My role as president requires me to be positive and encouraging, but there has been a lot of frustration and complaining around here lately. It’s OK with me because I am a first-rate complainer and even get whiny from time to time. As president, I long ago I learned not to take responsibility for every complaint. My kishkes can only take so much and I am only human. If I am to be honest about the complaining in our synagogue, I would have to say that it reflects an important conflict many members feel, one that reflects the following theme: I want more people to enjoy being Jewish the way I enjoy being Jewish and come to temple so we can enjoy my way of being Jewish together. The people who like the monthly Israeli movies want more people to come to the movies. The people who like adult education want more people to attend Saturday morning classes. The people who want a Shabbat Torah service on Saturday want a minyan. The people who have children in religious school want more programming and inclusion of children in synagogue events. The people who like the potluck dinners want more people to join them once a month for dinner. The people who like musical programming want more music in the sanctuary. The people who like interfaith connections want Temple Beth El to host more community events. The people who like alternative programs want us to offer Shabbat hikes, Torah yoga, and services out in nature. That is a lot to hope for (and to complain about), but the common thread is the wish for a greater sense of community. So many of us want more: more programs, more Jewish unity and we want everyone else to want it the way we want it. What do we do about this? How do we make all of these wishes come true?

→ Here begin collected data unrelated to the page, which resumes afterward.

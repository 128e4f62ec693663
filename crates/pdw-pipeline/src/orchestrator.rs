//! PipelineOrchestrator — runs the deterministic per-memory ingest step
//! list, handles partial failure per config, and drives batch mode over a
//! rayon-backed, concurrency-capped pool.

use std::sync::{Arc, Mutex};
use std::time::Duration;

use rayon::prelude::*;
use tracing::{info, warn};

use pdw_batch::{BatchCoordinator, GraphDelta, ITxSubmitter};
use pdw_classifier::ContentClassifier;
use pdw_core::config::{GraphConfig, PipelineConfig};
use pdw_core::errors::PdwResult;
use pdw_core::model::{Memory, MemoryMetadata};
use pdw_core::traits::{CreateMemoryRecordArgs, EmbeddingKind, IBlobStore, IEmbeddingProvider, IOwnershipRegistry};
use pdw_encryption::EncryptionEngine;

use crate::execution::{ExecutionRecord, PipelineStep, StepExecution, StepStatus};
use crate::extraction::IGraphExtractor;

const DEFAULT_RETENTION_EPOCHS: u32 = 52;

pub struct PipelineOrchestrator {
    config: PipelineConfig,
    graph_config: GraphConfig,
    classifier: ContentClassifier,
    embedder: Arc<dyn IEmbeddingProvider>,
    extractor: Option<Box<dyn IGraphExtractor>>,
    /// `None` runs in the documented dev mode that bypasses encryption
    /// entirely. Plaintext then
    /// goes straight to the blob store — never do this against a real
    /// network.
    encryption: Option<EncryptionEngine>,
    blob_store: Arc<dyn IBlobStore>,
    registry: Arc<dyn IOwnershipRegistry>,
    batch: Arc<BatchCoordinator>,
}

impl PipelineOrchestrator {
    pub fn new(
        config: PipelineConfig,
        graph_config: GraphConfig,
        classifier: ContentClassifier,
        embedder: Arc<dyn IEmbeddingProvider>,
        extractor: Option<Box<dyn IGraphExtractor>>,
        encryption: Option<EncryptionEngine>,
        blob_store: Arc<dyn IBlobStore>,
        registry: Arc<dyn IOwnershipRegistry>,
        batch: Arc<BatchCoordinator>,
    ) -> Self {
        Self { config, graph_config, classifier, embedder, extractor, encryption, blob_store, registry, batch }
    }

    /// Retries an idempotent step (embed, blob put by content address) up
    /// to `pipeline.max_retry_attempts` times, never retrying a terminal
    /// error.
    fn with_retries<T>(&self, mut f: impl FnMut() -> PdwResult<T>) -> Result<T, String> {
        let mut attempt = 0;
        loop {
            match f() {
                Ok(value) => return Ok(value),
                Err(e) if e.kind.is_terminal() => return Err(e.message),
                Err(e) => {
                    attempt += 1;
                    if attempt >= self.config.max_retry_attempts {
                        return Err(e.message);
                    }
                    std::thread::sleep(Duration::from_millis(100 * attempt as u64));
                }
            }
        }
    }

    /// Runs the full step list for one memory, returning a step-by-step
    /// execution record. Never panics on a step failure — the record
    /// captures it instead.
    pub fn ingest(&self, memory: Memory, submitter: &dyn ITxSubmitter) -> ExecutionRecord {
        let memory_id = memory.id.clone();
        let mut steps = Vec::new();
        let mut memory = memory;

        let classification = self.classifier.classify(&memory.content);
        steps.push(StepExecution::success(PipelineStep::Classify));
        if let Some(category) = classification.categories.first() {
            memory.category = category.clone();
        }
        if memory.topic.is_none() {
            memory.topic = classification.topics.first().cloned();
        }
        memory.set_importance(classification.importance);

        let (vector, embed_step) = StepExecution::record(PipelineStep::Embed, || {
            self.with_retries(|| self.embedder.embed(&memory.content, EmbeddingKind::Document))
        });
        steps.push(embed_step);
        let Some(vector) = vector else {
            return self.finish(memory_id, steps, None, false);
        };

        let vector_id = match self.batch.allocate_vector_id(&memory.owner) {
            Ok(id) => id,
            Err(e) => {
                steps.push(StepExecution::failed(PipelineStep::VectorIndexEnqueue, e.message));
                return self.finish(memory_id, steps, None, false);
            }
        };

        let graph_delta = self.run_graph_update(&memory, &mut steps);

        let (enqueue_result, enqueue_step) = StepExecution::record(PipelineStep::VectorIndexEnqueue, || -> Result<bool, String> {
            Ok(self.batch.enqueue(&memory.owner, vector_id, vector.clone(), graph_delta))
        });
        steps.push(enqueue_step);
        let crossed_debounce = enqueue_result.unwrap_or(false);
        if crossed_debounce {
            if let Err(e) = self.batch.flush_user(&memory.owner, submitter) {
                warn!(owner = %memory.owner, error = %e.message, "debounced flush failed, journal preserved for next trigger");
            }
        }

        // Everything past this point has already mutated the per-user
        // journal; a later failure is "post-persistence" and subject to
        // `rollback_on_failure`.
        let identity = memory.owner.clone();
        let (encrypt_result, encrypt_step) = match &self.encryption {
            Some(engine) => StepExecution::record(PipelineStep::Encrypt, || {
                engine.encrypt(memory.content.as_bytes(), identity.as_bytes()).map(|(ciphertext, _backup_key)| ciphertext).map_err(|e| e.message)
            }),
            None => (Some(memory.content.as_bytes().to_vec()), StepExecution::skipped(PipelineStep::Encrypt)),
        };
        steps.push(encrypt_step);
        let Some(payload) = encrypt_result else {
            return self.compensate_and_finish(memory_id, &memory.owner, vector_id, steps);
        };

        let (blob_id, blob_step) = StepExecution::record(PipelineStep::BlobPut, || {
            self.with_retries(|| self.blob_store.put(&payload, &memory.owner, DEFAULT_RETENTION_EPOCHS, &[]))
        });
        steps.push(blob_step);
        let Some(blob_id) = blob_id else {
            return self.compensate_and_finish(memory_id, &memory.owner, vector_id, steps);
        };

        let metadata = MemoryMetadata::for_memory(&memory, "text/plain");
        let (created_id, record_step) = StepExecution::record(PipelineStep::RecordCreate, || -> Result<String, String> {
            let build = || -> PdwResult<()> {
                let tx = self.registry.build_create_memory_record(CreateMemoryRecordArgs {
                    category: &memory.category,
                    vector_id,
                    blob_id: &blob_id,
                    metadata: &metadata,
                })?;
                submitter.submit(tx)
            };
            build().map(|()| memory_id.clone()).map_err(|e| e.message)
        });
        steps.push(record_step);
        match created_id {
            Some(id) => self.finish(memory_id, steps, Some(id), false),
            None => self.compensate_and_finish(memory.id.clone(), &memory.owner, vector_id, steps),
        }
    }

    /// Graph extraction never aborts the pipeline — it's documented as
    /// optional and best-effort. A failure is recorded but the
    /// memory still proceeds with no delta.
    fn run_graph_update(&self, memory: &Memory, steps: &mut Vec<StepExecution>) -> Option<GraphDelta> {
        if !self.graph_config.enabled {
            steps.push(StepExecution::skipped(PipelineStep::GraphUpdate));
            return None;
        }
        let Some(extractor) = &self.extractor else {
            steps.push(StepExecution::skipped(PipelineStep::GraphUpdate));
            return None;
        };
        let (delta, step) = StepExecution::record(PipelineStep::GraphUpdate, || {
            extractor.extract(&memory.content).map_err(|e| e.message)
        });
        steps.push(step);
        delta
    }

    fn compensate_and_finish(&self, memory_id: String, owner: &str, vector_id: u64, steps: Vec<StepExecution>) -> ExecutionRecord {
        if self.config.rollback_on_failure {
            self.batch.enqueue_tombstone(owner, vector_id);
            info!(owner, vector_id, "rolled back: vector tombstoned, no record published");
            return self.finish(memory_id, steps, None, true);
        }
        self.finish(memory_id, steps, None, false)
    }

    fn finish(&self, memory_id: String, steps: Vec<StepExecution>, memory_id_created: Option<String>, rolled_back: bool) -> ExecutionRecord {
        ExecutionRecord { memory_id, steps, memory_id_created, rolled_back }
    }

    /// Runs `ingest` over many memories on a pool capped at `concurrency`
    /// threads, invoking `progress` once per completed execution.
    pub fn ingest_batch(&self, memories: Vec<Memory>, concurrency: usize, submitter: &(dyn ITxSubmitter + Sync), progress: impl Fn(&ExecutionRecord) + Send + Sync) -> Vec<ExecutionRecord> {
        let pool = rayon::ThreadPoolBuilder::new()
            .num_threads(concurrency.max(1))
            .build()
            .expect("failed to build bounded ingest thread pool");
        let progress = Mutex::new(progress);
        pool.install(|| {
            memories
                .into_par_iter()
                .map(|memory| {
                    let record = self.ingest(memory, submitter);
                    (progress.lock().unwrap())(&record);
                    record
                })
                .collect()
        })
    }
}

We are in the midst of a rabbi search, and quite a few us hope a new rabbi will be able to bring everyone together and offer all the programs we need, thus, making everything better. However, we cannot expect a new rabbi to transform the culture of our synagogue. A rabbi cannot be all things to all people, offer all the programs needed, and satisfy everyone’s expectations. This is especially true for a part-time rabbi who doesn’t live in the Oneonta area. For these reasons, we can’t shift responsibility for our synagogue’s spirit and health to the new rabbi. It is not fair, and it will set up the new rabbi for failure. Thankfully, the solution is simple, but perhaps inconvenient. The only way to maintain a spirited and thriving Jewish community in Oneonta is for Jewish people to come to Temple Beth El. We can only thrive if you have the spirit and energy to show up. We can only offer the programs that maintain community if you have the spirit and energy to show up. We can only have a future if you have the spirit and energy to show up. If we don’t show up, there is no Temple Beth El.
I cannot stress enough how important it is that we NOT burden the next rabbi with the responsibility for single-handedly carrying the weight of Temple Beth El. That will only crush her/him and lead us to another rabbi search. The new rabbi needs us. We all need to be more involved. We all need to leave our comfort zones and attend something we might not know about or try something new. We need to participate more. We need to do this because it is what a healthy family does for one another. At this time, the Rabbi Search Committee is receiving resumes and applications from prospective rabbis. There is no box to check for “superhero,” so it is safe to say we will hire a human rabbi. Please help Temple Beth El thrive by doing your part: come to temple and be with your fellow congregants. And help the next rabbi help us. We need to ensure the future of Temple Beth El – together.